Mundial de atletismo
La venezolana estuvo cerca de ser eliminada y se colgó el oro desde el octavo puesto con un último salto de 15,09 metros
En su presentación en el National Athletics Center de Budapest, Yulimar Rojas bailó. Como siempre, tan caribeña, tan alegre, las cámaras la enfocaron, ella se marcó unos pasos raros -ni bachata, ni salsa, ni nada- y el público lo gozó. “Vamos allá”, gritó la venezolana bajo la ovación del público húngaro. Fue el único momento de toda la noche en el que la saltadora disfrutó. Por primera vez en mucho tiempo, quizá desde los Juegos Olímpicos de Río 2016, su última gran derrota en el triple salto, Rojas no se divirtió, tembló, sufrió y estuvo a punto de fallar. Al último intento llegó encerrada en el octavo puesto, un lugar impropio, y sólo otro gran brinco final, como aquel récord del mundo en los Juegos Olímpicos de Tokio 2020, le devolvió el oro que siempre fue suyo. Al final superó los 15 metros (15,09). Al final, campeona del mundo otra vez, por cuarta vez consecutiva.

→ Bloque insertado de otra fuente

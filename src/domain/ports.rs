use crate::domain::model::{EsiidRecord, Plan, TdspCode, ZipCodeMapping};
use crate::utils::error::Result;
use async_trait::async_trait;

pub trait Storage: Send + Sync {
    fn read_file(&self, path: &str) -> impl std::future::Future<Output = Result<Vec<u8>>> + Send;
    fn write_file(
        &self,
        path: &str,
        data: &[u8],
    ) -> impl std::future::Future<Output = Result<()>> + Send;
}

/// Settings the lookup-table build needs, whatever they were loaded from.
pub trait ConfigProvider: Send + Sync {
    fn zip_list_file(&self) -> &str;
    fn override_file(&self) -> Option<&str>;
    fn bundle_name(&self) -> &str;
    fn low_confidence_threshold(&self) -> u8;
}

/// Upstream retail pricing API.
#[async_trait]
pub trait PlanSource: Send + Sync {
    async fn fetch_plans(&self, tdsp: TdspCode, params: &[(String, String)]) -> Result<Vec<Plan>>;
}

/// A utility's own territory check for a ZIP.
#[async_trait]
pub trait TerritoryLookup: Send + Sync {
    async fn in_territory(&self, zip: &str, tdsp: TdspCode) -> Result<bool>;
}

/// Street address to meter (ESIID) search.
#[async_trait]
pub trait EsiidLookup: Send + Sync {
    async fn lookup(&self, address: &str, zip: &str) -> Result<Vec<EsiidRecord>>;
}

#[derive(Debug, Clone, PartialEq)]
pub struct ZipSeed {
    pub zip: String,
    pub city: Option<String>,
    pub county: Option<String>,
}

#[derive(Debug, Clone, Default, serde::Serialize)]
pub struct TableStats {
    pub total: usize,
    pub deregulated: usize,
    pub by_source: std::collections::BTreeMap<String, usize>,
    pub by_tdsp: std::collections::BTreeMap<String, usize>,
    pub low_confidence: usize,
    pub rejected: usize,
}

#[derive(Debug, Clone)]
pub struct TableResult {
    pub mappings: Vec<ZipCodeMapping>,
    pub low_confidence: Vec<ZipCodeMapping>,
    pub stats: TableStats,
}

#[async_trait]
pub trait TablePipeline: Send + Sync {
    async fn extract(&self) -> Result<Vec<ZipSeed>>;
    async fn transform(&self, seeds: Vec<ZipSeed>) -> Result<TableResult>;
    async fn load(&self, result: TableResult) -> Result<String>;
}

Después, en su celebración, lloró. No fue un llanto de alegría, como tantas otras veces, fue de rabia, de tensión, incluso de frustración. ¿Cómo había llegado a ese punto? “Nunca pienso en ganar porque me esfuerzo cada día para poder estar al 100% en competición. Hay circunstancias que pueden no darse bien siempre, pero trabajo para corregirlas cuando sea necesario”, comentaba en zona mixta en la previa y tenía razón: “Hay circunstancias que pueden no darse bien siempre”. Como un mal día con la tabla. En toda la competición, Rojas hizo tres nulos (el primer intento, el cuarto y el quinto) y eso la condicionó.
De hecho, estuvo muy cerca de caer eliminada: a la mejora entró por los pelos. Con un salto de 14,33 metros, un salto de entrenamiento para ella, se colocó octava y la italiana Ottavia Cestonaro pudo dejarla fuera. Tenía que superar la mejorar marca de su vida, pero era posible. No lo hizo. Y Rojas respiró tranquila hasta que volvieron los nulos y nada salía. Durante todo el concurso, como siempre, hablaba con su entrenador, Iván Pedroso, y éste le transmitía calma, pequeñas correcciones, pero la saltadora cada vez multiplicaba sus nervios. Hasta que llegó ese último salto y pudo liberarse. Justo al ver su registro en los marcadores y comprobar que se colocaba primero, se estiró en el suelo y se puso las manos en la cara. La derrota había estado cerca, pero era campeona del mundo otra vez, por cuarta vez consecutiva.